Kul’tura (Culture) is a Russian weekly newspaper, covering major events in Russian cultural life, in literature, theater, cinematography and arts.
Previously published under the titles Rabochii i iskusstvo (1929-1930), Sovetskoe iskusstvo (1931-1941), Literatura i iskusstvo (1942-1944), Sovetskoe iskusstvo (1944-1952) and Sovetskaia kul’tura (1953-1991). In the Soviet period it published critical diatribes against dissident writers Pasternak, Solzhenitsyn, Aksyonov and others, infamous articles condemning modern art exhibitions, chastising avant-guard composers and abstract painters. In modern Russia its reviews and event listings often focus on the cultural life of Moscow and regions, it is known for its topical commentaries on popular culture and politics.
The Stalin Digital Archive is a result of collaboration between the Russian State Archive of Social and Political History (RGASPI) and Yale University Press (YUP) to create an electronic database of finding aids, to digitize documents and images, and to publish in different forms and media materials from the recently declassified Stalin archive in the holdings of RGASPI.
The Annals of Communism series contains 25 volumes of scholarly commentary, annotation, and interpretation of documents from state and party archives selected by teams of Western and Russian editors. These volumes span the history of Soviet and international communism. Highlights include: foreign policy with Germany before World War II; communications during the Great Purges; relations with Western intellectuals and leaders; and private notations on many Soviet leaders.
Universal Database of Russian National Bibliography (UDB-BIB) is a database of Russian national bibliographic periodicals (often called "letopisi").

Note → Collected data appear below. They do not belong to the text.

//! Video-to-canvas coordinate transform.
//!
//! Boxes arrive in source-video pixels and are scaled onto the canvas:
//!
//! ```text
//! x0' = x0 * scale_x        w' = (x1 - x0) * scale_x
//! y0' = y0 * scale_y        h' = (y1 - y0) * scale_y
//! ```
//!
//! In full-screen mode the canvas is rotated by 90 degrees and a box is
//! drawn at `(canvas_h - y0' - h', x0', h', w')`.

// ============================================================================
// Imports
// ============================================================================

use serde::{Deserialize, Serialize};

use crate::error::{Error, Result};

use super::surface::Rect;

// ============================================================================
// Size
// ============================================================================

/// Width and height in pixels.
#[derive(Debug, Clone, Copy, PartialEq, Serialize, Deserialize)]
pub struct Size {
    /// Width in pixels.
    pub width: f64,
    /// Height in pixels.
    pub height: f64,
}

impl Size {
    /// Creates a size.
    #[inline]
    #[must_use]
    pub const fn new(width: f64, height: f64) -> Self {
        Self { width, height }
    }

    /// Fails unless both dimensions are finite and positive.
    fn validate(self, what: &str) -> Result<Self> {
        let valid = |v: f64| v.is_finite() && v > 0.0;
        if valid(self.width) && valid(self.height) {
            Ok(self)
        } else {
            Err(Error::invalid_argument(format!(
                "{what} size must be positive, got {}x{}",
                self.width, self.height
            )))
        }
    }
}

// ============================================================================
// OverlayBox
// ============================================================================

/// One detection box in source-video pixels.
#[derive(Debug, Clone, Copy, PartialEq, Serialize, Deserialize)]
pub struct OverlayBox {
    /// Detection id; `0` marks the primary subject.
    #[serde(default)]
    pub id: Option<i64>,
    /// Left edge.
    pub x0: f64,
    /// Top edge.
    pub y0: f64,
    /// Right edge.
    pub x1: f64,
    /// Bottom edge.
    pub y1: f64,
}

impl OverlayBox {
    /// Creates a box.
    #[must_use]
    pub const fn new(id: i64, x0: f64, y0: f64, x1: f64, y1: f64) -> Self {
        Self {
            id: Some(id),
            x0,
            y0,
            x1,
            y1,
        }
    }

    /// Returns `true` for the primary subject.
    #[inline]
    #[must_use]
    pub fn is_primary(&self) -> bool {
        self.id == Some(0)
    }
}

// ============================================================================
// Transform
// ============================================================================

/// Scale and rotation state mapping video pixels to canvas pixels.
#[derive(Debug, Clone, Copy, PartialEq)]
pub struct Transform {
    video: Size,
    canvas: Size,
    scale_x: f64,
    scale_y: f64,
    full_screen: bool,
}

impl Transform {
    /// Creates a transform for the given video and canvas sizes.
    ///
    /// # Errors
    ///
    /// Returns [`Error::InvalidArgument`] for zero, negative or non-finite
    /// dimensions.
    pub fn new(video: Size, canvas: Size) -> Result<Self> {
        let video = video.validate("video")?;
        let canvas = canvas.validate("canvas")?;
        Ok(Self {
            video,
            canvas,
            scale_x: canvas.width / video.width,
            scale_y: canvas.height / video.height,
            full_screen: false,
        })
    }

    /// Returns the source video size.
    #[inline]
    #[must_use]
    pub fn video(&self) -> Size {
        self.video
    }

    /// Returns the canvas size as last set.
    #[inline]
    #[must_use]
    pub fn canvas(&self) -> Size {
        self.canvas
    }

    /// Returns `(scale_x, scale_y)`.
    #[inline]
    #[must_use]
    pub fn scale(&self) -> (f64, f64) {
        (self.scale_x, self.scale_y)
    }

    /// Returns `true` in rotated full-screen mode.
    #[inline]
    #[must_use]
    pub fn is_full_screen(&self) -> bool {
        self.full_screen
    }

    /// Updates the source video size and rescales.
    ///
    /// # Errors
    ///
    /// Returns [`Error::InvalidArgument`] for invalid dimensions.
    pub fn set_video_size(&mut self, width: f64, height: f64) -> Result<()> {
        self.video = Size::new(width, height).validate("video")?;
        self.rescale();
        Ok(())
    }

    /// Updates the canvas size, rescales and leaves full-screen mode.
    ///
    /// # Errors
    ///
    /// Returns [`Error::InvalidArgument`] for invalid dimensions.
    pub fn set_canvas_size(&mut self, width: f64, height: f64) -> Result<()> {
        self.canvas = Size::new(width, height).validate("canvas")?;
        self.full_screen = false;
        self.rescale();
        Ok(())
    }

    /// Enters full-screen mode for a `width` x `height` screen.
    ///
    /// The canvas axes are swapped so boxes can be drawn rotated.
    ///
    /// # Errors
    ///
    /// Returns [`Error::InvalidArgument`] for invalid dimensions.
    pub fn set_full_screen(&mut self, width: f64, height: f64) -> Result<()> {
        self.set_canvas_size(height, width)?;
        self.full_screen = true;
        Ok(())
    }

    /// Returns the region to erase before drawing.
    #[must_use]
    pub fn clear_region(&self) -> Rect {
        if self.full_screen {
            Rect::new(0.0, 0.0, self.canvas.height, self.canvas.width)
        } else {
            Rect::new(0.0, 0.0, self.canvas.width, self.canvas.height)
        }
    }

    /// Maps a video-space box to the rectangle to stroke.
    #[must_use]
    pub fn map_box(&self, b: &OverlayBox) -> Rect {
        let x0 = b.x0 * self.scale_x;
        let y0 = b.y0 * self.scale_y;
        let w = (b.x1 - b.x0) * self.scale_x;
        let h = (b.y1 - b.y0) * self.scale_y;

        if self.full_screen {
            Rect::new(self.canvas.height - y0 - h, x0, h, w)
        } else {
            Rect::new(x0, y0, w, h)
        }
    }

    fn rescale(&mut self) {
        self.scale_x = self.canvas.width / self.video.width;
        self.scale_y = self.canvas.height / self.video.height;
    }
}

// ============================================================================
// Tests
// ============================================================================

#[cfg(test)]
mod tests {
    use super::*;

    use proptest::prelude::*;

    const EPSILON: f64 = 1e-9;

    fn approx(a: f64, b: f64) -> bool {
        (a - b).abs() < EPSILON
    }

    fn hd() -> Transform {
        Transform::new(Size::new(1280.0, 720.0), Size::new(1280.0, 720.0)).expect("transform")
    }

    #[test]
    fn test_half_size_canvas() {
        let mut transform = hd();
        transform.set_canvas_size(640.0, 360.0).expect("canvas");

        let rect = transform.map_box(&OverlayBox::new(0, 100.0, 100.0, 200.0, 200.0));
        assert_eq!(rect, Rect::new(50.0, 50.0, 50.0, 50.0));
    }

    #[test]
    fn test_full_screen_rotation() {
        let mut transform = hd();
        transform.set_full_screen(640.0, 360.0).expect("full screen");

        assert!(transform.is_full_screen());
        assert_eq!(transform.canvas(), Size::new(360.0, 640.0));

        let rect = transform.map_box(&OverlayBox::new(1, 100.0, 100.0, 200.0, 200.0));
        let h = 100.0 * 640.0 / 720.0;
        assert!(approx(rect.x, 640.0 - h - h));
        assert!(approx(rect.y, 28.125));
        assert!(approx(rect.width, h));
        assert!(approx(rect.height, 28.125));
    }

    #[test]
    fn test_canvas_resize_leaves_full_screen() {
        let mut transform = hd();
        transform.set_full_screen(640.0, 360.0).expect("full screen");
        transform.set_canvas_size(640.0, 360.0).expect("canvas");
        assert!(!transform.is_full_screen());
    }

    #[test]
    fn test_clear_region_swaps_axes_in_full_screen() {
        let mut transform = hd();
        assert_eq!(transform.clear_region(), Rect::new(0.0, 0.0, 1280.0, 720.0));

        transform.set_full_screen(640.0, 360.0).expect("full screen");
        assert_eq!(transform.clear_region(), Rect::new(0.0, 0.0, 640.0, 360.0));
    }

    #[test]
    fn test_video_size_rescales() {
        let mut transform = hd();
        transform.set_video_size(640.0, 360.0).expect("video");
        assert_eq!(transform.scale(), (2.0, 2.0));
    }

    #[test]
    fn test_rejects_zero_dimensions() {
        assert!(Transform::new(Size::new(0.0, 720.0), Size::new(1.0, 1.0)).is_err());

        let mut transform = hd();
        assert!(matches!(
            transform.set_video_size(1280.0, 0.0),
            Err(Error::InvalidArgument { .. })
        ));
        assert!(transform.set_canvas_size(f64::NAN, 10.0).is_err());
        assert!(transform.set_full_screen(-1.0, 10.0).is_err());
        assert_eq!(transform, hd());
    }

    #[test]
    fn test_box_without_id_is_not_primary() {
        let parsed: OverlayBox =
            serde_json::from_str(r#"{"x0":1,"y0":2,"x1":3,"y1":4}"#).expect("box");
        assert!(!parsed.is_primary());
        assert!(OverlayBox::new(0, 0.0, 0.0, 1.0, 1.0).is_primary());
    }

    proptest! {
        // A box spanning the whole video fills the canvas region exactly.
        #[test]
        fn prop_full_frame_box_fills_canvas(
            vw in 1.0f64..4096.0, vh in 1.0f64..4096.0,
            cw in 1.0f64..4096.0, ch in 1.0f64..4096.0,
            full_screen in any::<bool>(),
        ) {
            let mut transform = Transform::new(Size::new(vw, vh), Size::new(cw, ch)).expect("transform");
            if full_screen {
                transform.set_full_screen(cw, ch).expect("full screen");
            }

            let rect = transform.map_box(&OverlayBox::new(0, 0.0, 0.0, vw, vh));
            let region = transform.clear_region();
            let tolerance = 1e-6 * cw.max(ch);
            prop_assert!((rect.x - region.x).abs() < tolerance);
            prop_assert!((rect.y - region.y).abs() < tolerance);
            prop_assert!((rect.width - region.width).abs() < tolerance);
            prop_assert!((rect.height - region.height).abs() < tolerance);
        }

        // Boxes inside the video never leave the drawable region.
        #[test]
        fn prop_boxes_stay_inside_region(
            x0 in 0.0f64..1280.0, y0 in 0.0f64..720.0,
            dx in 0.0f64..1.0, dy in 0.0f64..1.0,
            full_screen in any::<bool>(),
        ) {
            let x1 = x0 + (1280.0 - x0) * dx;
            let y1 = y0 + (720.0 - y0) * dy;
            let mut transform = hd();
            if full_screen {
                transform.set_full_screen(640.0, 360.0).expect("full screen");
            } else {
                transform.set_canvas_size(640.0, 360.0).expect("canvas");
            }

            let rect = transform.map_box(&OverlayBox::new(1, x0, y0, x1, y1));
            let region = transform.clear_region();
            prop_assert!(rect.x >= -1e-9 && rect.y >= -1e-9);
            prop_assert!(rect.x + rect.width <= region.width + 1e-9);
            prop_assert!(rect.y + rect.height <= region.height + 1e-9);
        }
    }
}
//! Channel viewer.
//!
//! Demonstrates:
//! - Opening a channel and waiting for the handshake
//! - Logging lifecycle events
//! - Drawing detection boxes into a raster overlay
//! - Issuing camera control calls
//!
//! Usage:
//!   cargo run --example viewer -- ws://192.168.1.20:7000 /live/cam-1
//!   cargo run --example viewer -- ws://192.168.1.20:7000 /live/cam-1 --debug
//!   cargo run --example viewer -- ws://192.168.1.20:7000 /live/cam-1 --no-wait

// ============================================================================
// Imports
// ============================================================================

use media_channel::{
    CameraControl, Connection, OverlayConfig, OverlayRenderer, RasterSurface, Result,
};
use tracing_subscriber::EnvFilter;

// ============================================================================
// Constants
// ============================================================================

const DEFAULT_ORIGIN: &str = "ws://127.0.0.1:7000";
const DEFAULT_PATH: &str = "/live";
const SNAPSHOT_PATH: &str = "./overlay.png";

// ============================================================================
// Args
// ============================================================================

#[derive(Debug, Clone)]
struct Args {
    origin: String,
    path: String,
    debug: bool,
    no_wait: bool,
}

impl Args {
    fn parse() -> Self {
        let args: Vec<String> = std::env::args().skip(1).collect();
        let mut positional = args.iter().filter(|a| !a.starts_with("--"));
        Self {
            origin: positional
                .next()
                .cloned()
                .unwrap_or_else(|| DEFAULT_ORIGIN.to_string()),
            path: positional
                .next()
                .cloned()
                .unwrap_or_else(|| DEFAULT_PATH.to_string()),
            debug: args.iter().any(|a| a == "--debug"),
            no_wait: args.iter().any(|a| a == "--no-wait"),
        }
    }
}

fn init_logging(debug: bool) {
    let filter = if debug {
        "media_channel=debug"
    } else {
        "media_channel=info"
    };

    tracing_subscriber::fmt()
        .with_env_filter(EnvFilter::new(filter))
        .with_target(false)
        .init();
}

// ============================================================================
// Main
// ============================================================================

#[tokio::main]
async fn main() {
    let args = Args::parse();
    init_logging(args.debug);

    if let Err(e) = run(args).await {
        eprintln!("\n[ERROR] {e}");
        std::process::exit(1);
    }
}

async fn run(args: Args) -> Result<()> {
    println!("=== Media Channel Viewer ===\n");

    // ========================================================================
    // Connect
    // ========================================================================

    println!("[1] Connecting...");
    println!("    Origin: {}", args.origin);
    println!("    Path:   {}", args.path);

    let connection = Connection::builder()
        .origin(&args.origin)
        .path(&args.path)
        .build()?;

    connection.on("shakeHandle", |event| {
        println!("    Playback: {}", event.path().unwrap_or("?"));
    });
    connection.on("error", |event| {
        println!("    ✗ {}", event.error().map(ToString::to_string).unwrap_or_default());
    });
    connection.on("close", |_| println!("    Channel closed"));

    let overlay = OverlayRenderer::attach(
        &connection,
        RasterSurface::new(1280, 720),
        OverlayConfig::default(),
    )?;

    connection.open(None)?;
    connection.opened().await?;
    println!("    ✓ Channel open ({:?})\n", connection.session_id());

    // ========================================================================
    // Camera
    // ========================================================================

    println!("[2] Camera control...");
    let camera = CameraControl::new(connection.clone());
    camera.on_sync(|auto_mode| println!("    Sync: auto mode {auto_mode}"));

    let ai = camera.set_ai(true).await;
    println!("    AI enabled: {ai}");

    let home = camera.home().await;
    println!("    Home: {} ({})\n", home.result, home.msg);

    // ========================================================================
    // Wait
    // ========================================================================

    if args.no_wait {
        println!("[--no-wait] Skipping wait");
    } else {
        println!("Press Ctrl+C to exit...");
        tokio::select! {
            _ = tokio::signal::ctrl_c() => {}
            () = connection.closed() => {}
        }
    }

    // ========================================================================
    // Cleanup
    // ========================================================================

    println!("\n[3] Saving overlay snapshot...");
    overlay.with_surface(|surface| surface.save_png(SNAPSHOT_PATH))?;
    println!("    ✓ {SNAPSHOT_PATH}");

    connection.close();
    connection.closed().await;
    println!("\n=== Done ===");
    Ok(())
}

Letopisi – national bibliography indexes – are the most comprehensive bibliographic products of Soviet/Russian printed works published since 1907 by Knizhnaia Palata (Russian Book Chamber). As an official legal deposit institution of Russia, Knizhnaia Palata has been collecting and creating bibliographic records of books, newspapers, journals, book criticism and reviews, the arts, sheet music, dissertations and maps. Bibliographic records of the processed materials are then published in Letopisi – eight serial publications containing records organized by categories of material.